Schon vor Monaten habe man gemeinsam mit allen Partnern begonnen, sich gut auf den Ferienansturm vorzubereiten. Er gehe davon aus, dass alles bereitstehe, um die Urlauber willkommen zu heißen. Die könnten sich im Übrigen mittels der auf der Webseite des Flughafens zur Verfügung gestellten Werkzeuge und Informationen bestmöglich auf einen stressfreien Abflug vorbereiten.
Drohende Streiks bei den Airlines
Stress kann es aber durchaus aus einer Ecke geben, auf die der Flughafenbetreiber wenig Einfluss hat. Denn bei verschiedenen Airlines, namentlich Brussels Airlines, aber auch Ryanair rumort es nach den gerade erst zu Ende gegangenen Streiks ja schon wieder heftig. Wie es zum Beispiel bei Brussels Airlines streiktechnisch im Sommer aussehen könnte, das wird man erst besser einschätzen können, wenn sich Direktion und Gewerkschaften getroffen haben. Aktuell steht dafür der kommende Montag im Raum.
Als Betreiber hütet sich der Flughafen natürlich davor, zwischen die Fronten zu geraten. Es sei deutlich, dass aktuell viel mehr Arbeit anfalle.

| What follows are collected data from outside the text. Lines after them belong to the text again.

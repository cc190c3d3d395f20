//! 解释生成服务 - 业务能力层
//!
//! 只负责"给一道题生成解释"能力，不关心批次与输出格式
//!
//! ## 技术栈
//! - `OpenAiExplainer`：`async-openai`，兼容 OpenAI API 的服务
//! - `HttpExplainer`：`reqwest`，轻量模型服务的 `POST /generate` 接口

use async_openai::{
    config::OpenAIConfig,
    types::chat::{
        ChatCompletionRequestMessage, ChatCompletionRequestSystemMessageArgs,
        ChatCompletionRequestUserMessageArgs, CreateChatCompletionRequestArgs,
    },
    Client,
};
use async_trait::async_trait;
use serde::{Deserialize, Serialize};
use tracing::{debug, warn};

use crate::config::{Config, LlmProvider};
use crate::error::{AppError, AppResult, LlmError};
use crate::models::{ExplanationRecord, QuestionRecord};

const SYSTEM_MESSAGE: &str = "You are an expert exam tutor. Explain answers clearly and concisely.";

/// 解释生成能力
///
/// 输入一段 prompt，输出模型的自由文本。
#[async_trait]
pub trait ExplanationGenerator: Send + Sync {
    /// 生成器名称（模型名或服务地址），用于日志
    fn name(&self) -> &str;

    async fn generate(&self, prompt: &str) -> AppResult<String>;
}

/// 根据配置选择生成器实现
pub fn generator_from_config(config: &Config) -> Box<dyn ExplanationGenerator> {
    match config.llm_provider {
        LlmProvider::OpenAi => Box::new(OpenAiExplainer::new(config)),
        LlmProvider::Http => Box::new(HttpExplainer::new(config)),
    }
}

/// 构建解释请求的 prompt
///
/// 嵌入题干、选项和参考答案，要求分五部分作答。
pub fn build_prompt(record: &QuestionRecord) -> String {
    let options = if record.options.is_empty() {
        "(no options provided)".to_string()
    } else {
        record
            .options
            .iter()
            .map(|(letter, text)| format!("{}. {}", letter, text))
            .collect::<Vec<_>>()
            .join("\n")
    };

    format!(
        "Explain the following exam question.\n\n\
         Question:\n{}\n\n\
         Options:\n{}\n\n\
         Suggested Answer: {}\n\n\
         Provide a structured explanation with these parts:\n\
         1. Why the suggested answer is correct\n\
         2. Key concepts being tested\n\
         3. Why each of the other options is wrong\n\
         4. Real-world application\n\
         5. Common mistakes to avoid\n",
        record.question_text, options, record.suggested_answer
    )
}

const PLACEHOLDER_PREFIX: &str = "[Explanation unavailable:";

/// 失败时的占位文本
pub fn placeholder(reason: &str) -> String {
    format!("{} {}]", PLACEHOLDER_PREFIX, reason)
}

/// 是否为占位文本
pub fn is_placeholder(explanation: &str) -> bool {
    explanation.starts_with(PLACEHOLDER_PREFIX)
}

/// 生成解释，失败时返回占位文本而不是错误
///
/// # 返回
/// 解释永不为空：模型报错或返回空白都会落到 [`placeholder`]
pub async fn generate_or_placeholder(
    generator: &dyn ExplanationGenerator,
    record: &QuestionRecord,
) -> ExplanationRecord {
    let prompt = build_prompt(record);
    let explanation = match generator.generate(&prompt).await {
        Ok(text) if !text.trim().is_empty() => text.trim().to_string(),
        Ok(_) => {
            warn!("⚠️ 题目 {} 的解释为空 ({})", record.number, generator.name());
            placeholder("empty response")
        }
        Err(e) => {
            warn!("⚠️ 题目 {} 解释生成失败: {}", record.number, e);
            placeholder(&e.to_string())
        }
    };

    ExplanationRecord {
        record: record.clone(),
        explanation,
    }
}

// ========== OpenAI 兼容实现 ==========

/// OpenAI 兼容的聊天补全生成器
pub struct OpenAiExplainer {
    client: Client<OpenAIConfig>,
    model_name: String,
    max_tokens: u32,
}

impl OpenAiExplainer {
    pub fn new(config: &Config) -> Self {
        let openai_config = OpenAIConfig::new()
            .with_api_key(&config.llm_api_key)
            .with_api_base(&config.llm_api_base_url);

        Self {
            client: Client::with_config(openai_config),
            model_name: config.llm_model_name.clone(),
            max_tokens: config.llm_max_tokens,
        }
    }

    fn api_error(&self, e: async_openai::error::OpenAIError) -> AppError {
        AppError::llm_api_failed(&self.model_name, e)
    }
}

#[async_trait]
impl ExplanationGenerator for OpenAiExplainer {
    fn name(&self) -> &str {
        &self.model_name
    }

    async fn generate(&self, prompt: &str) -> AppResult<String> {
        debug!(
            "调用 LLM API，模型: {}，prompt 长度: {} 字符",
            self.model_name,
            prompt.len()
        );

        let system_msg = ChatCompletionRequestSystemMessageArgs::default()
            .content(SYSTEM_MESSAGE)
            .build()
            .map_err(|e| self.api_error(e))?;
        let user_msg = ChatCompletionRequestUserMessageArgs::default()
            .content(prompt)
            .build()
            .map_err(|e| self.api_error(e))?;

        let request = CreateChatCompletionRequestArgs::default()
            .model(&self.model_name)
            .messages(vec![
                ChatCompletionRequestMessage::System(system_msg),
                ChatCompletionRequestMessage::User(user_msg),
            ])
            .temperature(0.3)
            .max_tokens(self.max_tokens)
            .build()
            .map_err(|e| self.api_error(e))?;

        let response = self
            .client
            .chat()
            .create(request)
            .await
            .map_err(|e| self.api_error(e))?;

        debug!("LLM API 调用成功");

        response
            .choices
            .first()
            .and_then(|choice| choice.message.content.clone())
            .map(|content| content.trim().to_string())
            .ok_or_else(|| {
                LlmError::EmptyContent {
                    model: self.model_name.clone(),
                }
                .into()
            })
    }
}

// ========== 轻量模型服务实现 ==========

#[derive(Debug, Serialize)]
struct GenerateRequest<'a> {
    prompt: &'a str,
    max_tokens: u32,
}

#[derive(Debug, Deserialize)]
struct GenerateResponse {
    #[serde(default)]
    output: String,
}

/// 轻量模型服务：`POST {prompt, max_tokens}` → `{output}`
pub struct HttpExplainer {
    client: reqwest::Client,
    endpoint: String,
    max_tokens: u32,
}

impl HttpExplainer {
    pub fn new(config: &Config) -> Self {
        Self {
            client: reqwest::Client::new(),
            endpoint: config.llm_generate_url.clone(),
            max_tokens: config.llm_max_tokens,
        }
    }
}

#[async_trait]
impl ExplanationGenerator for HttpExplainer {
    fn name(&self) -> &str {
        &self.endpoint
    }

    async fn generate(&self, prompt: &str) -> AppResult<String> {
        debug!("调用模型服务: {}", self.endpoint);

        let response = self
            .client
            .post(&self.endpoint)
            .json(&GenerateRequest {
                prompt,
                max_tokens: self.max_tokens,
            })
            .send()
            .await
            .map_err(|e| AppError::llm_api_failed(&self.endpoint, e))?;

        let status = response.status();
        if !status.is_success() {
            return Err(LlmError::BadStatus {
                endpoint: self.endpoint.clone(),
                status: status.as_u16(),
            }
            .into());
        }

        let body: GenerateResponse = response
            .json()
            .await
            .map_err(|e| AppError::llm_api_failed(&self.endpoint, e))?;
        Ok(body.output.trim().to_string())
    }
}
//! Generic create/update/delete machinery shared by every entity mutation
//!
//! A mutation call flows through [`engine::MutationEngine`]: authorize, locate
//! the target row, clean the input (resolving global ids), write it onto the
//! row, validate, then persist. Entity mutations only supply a
//! [`engine::ModelMutation`] describing their fields and hooks; see [`users`]
//! and [`posts`].

pub mod engine;
pub mod field_error;
pub mod input;
pub mod posts;
pub mod record;
pub mod users;

pub use engine::{MutationEngine, MutationResult, ModelMutation};
pub use field_error::{snake_to_camel_case, FieldError};
pub use input::{CleanedInput, CleanedValue, FieldKind, InputField, MutationArgs, RawInput};
pub use record::{FieldDefault, FieldSpec, Record, ValidationErrors};
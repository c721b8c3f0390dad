use async_graphql::*;

use crate::graphql::context::{current_principal, GraphQLContext};
use crate::graphql::errors::core_error_to_graphql_error;
use crate::graphql::types::{
    CreatePostPayload, DeletePostPayload, PostCreateInput, PostUpdateInput, UpdatePostPayload,
};
use crate::mutation::{posts, MutationArgs};

#[derive(Default)]
pub struct PostMutation;

#[Object]
impl PostMutation {
    /// Mutation for create post
    async fn create_post(
        &self,
        ctx: &Context<'_>,
        input: PostCreateInput,
    ) -> Result<CreatePostPayload> {
        let context = ctx.data::<GraphQLContext>()?;
        let result = context
            .engine
            .mutate(
                &posts::create_post(),
                &current_principal(ctx),
                MutationArgs::create(input.into_raw()),
            )
            .await
            .map_err(core_error_to_graphql_error)?;
        Ok(result.into())
    }

    /// Mutation for update post
    async fn update_post(
        &self,
        ctx: &Context<'_>,
        id: ID,
        input: PostUpdateInput,
    ) -> Result<UpdatePostPayload> {
        let context = ctx.data::<GraphQLContext>()?;
        let result = context
            .engine
            .mutate(
                &posts::update_post(),
                &current_principal(ctx),
                MutationArgs::update(id.0, input.into_raw()),
            )
            .await
            .map_err(core_error_to_graphql_error)?;
        Ok(result.into())
    }

    /// Mutation for delete post
    async fn delete_post(&self, ctx: &Context<'_>, id: ID) -> Result<DeletePostPayload> {
        let context = ctx.data::<GraphQLContext>()?;
        let result = context
            .engine
            .delete(
                &posts::delete_post(),
                &current_principal(ctx),
                MutationArgs::delete(id.0),
            )
            .await
            .map_err(core_error_to_graphql_error)?;
        Ok(result.into())
    }
}
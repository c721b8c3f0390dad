use chrono::{Duration, Utc};
use jsonwebtoken::errors::ErrorKind;
use jsonwebtoken::{decode, encode, Algorithm, DecodingKey, EncodingKey, Header, Validation};
use serde::{Deserialize, Serialize};
use tracing::debug;

use crate::errors::{AuthError, AuthResult};

pub const DEFAULT_HEADER_PREFIX: &str = "JWT";

/// Claims carried by every issued token
#[derive(Clone, Debug, PartialEq, Eq, Serialize, Deserialize)]
pub struct TokenPayload {
    pub email: String,
    pub exp: i64,
    #[serde(rename = "origIat")]
    pub orig_iat: i64,
}

#[derive(Clone, Debug, PartialEq, Eq)]
pub struct IssuedToken {
    pub token: String,
    pub payload: TokenPayload,
    /// Unix timestamp after which the token can no longer be refreshed
    pub refresh_expires_in: i64,
}

#[derive(Clone, Debug)]
pub struct TokenSettings {
    pub secret: String,
    pub expiration: Duration,
    pub refresh_expiration: Duration,
    pub header_prefix: String,
}

impl TokenSettings {
    pub fn new(secret: impl Into<String>) -> Self {
        Self {
            secret: secret.into(),
            expiration: Duration::seconds(300),
            refresh_expiration: Duration::days(7),
            header_prefix: DEFAULT_HEADER_PREFIX.to_string(),
        }
    }
}

/// Issues and checks HS256 tokens
#[derive(Clone)]
pub struct TokenService {
    settings: TokenSettings,
    encoding_key: EncodingKey,
    decoding_key: DecodingKey,
}

impl TokenService {
    pub fn new(settings: TokenSettings) -> Self {
        let encoding_key = EncodingKey::from_secret(settings.secret.as_bytes());
        let decoding_key = DecodingKey::from_secret(settings.secret.as_bytes());
        Self {
            settings,
            encoding_key,
            decoding_key,
        }
    }

    pub fn settings(&self) -> &TokenSettings {
        &self.settings
    }

    pub fn issue(&self, email: &str) -> AuthResult<IssuedToken> {
        self.issue_with_origin(email, Utc::now().timestamp())
    }

    fn issue_with_origin(&self, email: &str, orig_iat: i64) -> AuthResult<IssuedToken> {
        let payload = TokenPayload {
            email: email.to_string(),
            exp: (Utc::now() + self.settings.expiration).timestamp(),
            orig_iat,
        };
        let token = encode(&Header::new(Algorithm::HS256), &payload, &self.encoding_key)
            .map_err(|_| AuthError::InvalidPayload)?;
        Ok(IssuedToken {
            token,
            refresh_expires_in: orig_iat + self.settings.refresh_expiration.num_seconds(),
            payload,
        })
    }

    pub fn verify(&self, token: &str) -> AuthResult<TokenPayload> {
        self.decode_payload(token, true)
    }

    /// New token for the same subject, keeping the original issue time
    pub fn refresh(&self, token: &str) -> AuthResult<IssuedToken> {
        let payload = self.decode_payload(token, false)?;
        let refresh_deadline = payload.orig_iat + self.settings.refresh_expiration.num_seconds();
        if Utc::now().timestamp() > refresh_deadline {
            return Err(AuthError::RefreshExpired);
        }
        self.issue_with_origin(&payload.email, payload.orig_iat)
    }

    fn decode_payload(&self, token: &str, check_expiry: bool) -> AuthResult<TokenPayload> {
        let mut validation = Validation::new(Algorithm::HS256);
        validation.leeway = 0;
        validation.validate_exp = check_expiry;

        decode::<TokenPayload>(token, &self.decoding_key, &validation)
            .map(|data| data.claims)
            .map_err(|e| match e.kind() {
                ErrorKind::ExpiredSignature => AuthError::SignatureExpired,
                other => {
                    debug!("Rejected token: {:?}", other);
                    AuthError::DecodeFailed
                }
            })
    }

    /// Extract the token from an `Authorization` header value.
    ///
    /// Accepts the configured prefix and `Bearer`.
    pub fn token_from_header<'a>(&self, value: &'a str) -> Option<&'a str> {
        let (prefix, token) = value.trim().split_once(' ')?;
        let accepted = prefix.eq_ignore_ascii_case(&self.settings.header_prefix)
            || prefix.eq_ignore_ascii_case("Bearer");
        let token = token.trim();
        (accepted && !token.is_empty()).then_some(token)
    }
}
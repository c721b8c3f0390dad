pub mod user_service;

pub use user_service::*;
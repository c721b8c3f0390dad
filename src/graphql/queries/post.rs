use async_graphql::*;
use sea_orm::{EntityTrait, QueryOrder};

use crate::database::entities::posts;
use crate::errors::CoreError;
use crate::graphql::context::GraphQLContext;
use crate::graphql::errors::core_error_to_graphql_error;
use crate::graphql::types::PostType;
use crate::node::{EntityKind, Node, ResolveError};

#[derive(Default)]
pub struct PostQuery;

#[Object]
impl PostQuery {
    /// Look up a post by global id
    async fn post(&self, ctx: &Context<'_>, id: Option<ID>) -> Result<Option<PostType>> {
        let Some(id) = id.filter(|id| !id.is_empty()) else {
            return Ok(None);
        };
        let context = ctx.data::<GraphQLContext>()?;
        match context.resolver().resolve(&id, Some(EntityKind::Post)).await {
            Ok(Node::Post(post)) => Ok(Some(post.into())),
            Ok(_) | Err(ResolveError::Unresolved(_)) => Ok(None),
            Err(ResolveError::Database(e)) => Err(core_error_to_graphql_error(
                CoreError::database("resolve post", e),
            )),
        }
    }

    async fn all_posts(&self, ctx: &Context<'_>) -> Result<Vec<PostType>> {
        let context = ctx.data::<GraphQLContext>()?;
        let rows = posts::Entity::find()
            .order_by_asc(posts::Column::Id)
            .all(&context.db)
            .await
            .map_err(|e| core_error_to_graphql_error(CoreError::database("list posts", e)))?;
        Ok(rows.into_iter().map(PostType::from).collect())
    }
}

Aber dennoch müssten die sozialen Bedingungen für alle gerecht und akzeptabel sein, mahnte der Brussels Airport-Chef.
"Race to the bottom"
Gerade in verkehrsstarken Zeiten wie jetzt sei es aber in der Tat besonders schwierig, ein Gleichgewicht zu finden zwischen den Interessen der verschiedenen Seiten.
Die Spannungen seien auch die Folge der Billigfluggesellschaften, die sehr viel Druck auf die Preise ausübten. Das sei sicher nicht immer gut für die Qualität. Und ganz sicher nicht im Interesse der Arbeitnehmer. Das sei etwas, womit sich der ganze Sektor beschäftigen müsse: Wie weit könne man gehen in diesem sogenannten "Race to the bottom", also diesem Unterbietungswettlauf? Er finde, dass das eine sehr wichtige Diskussion für alle Fluglinien in Europa sei, betonte Feist.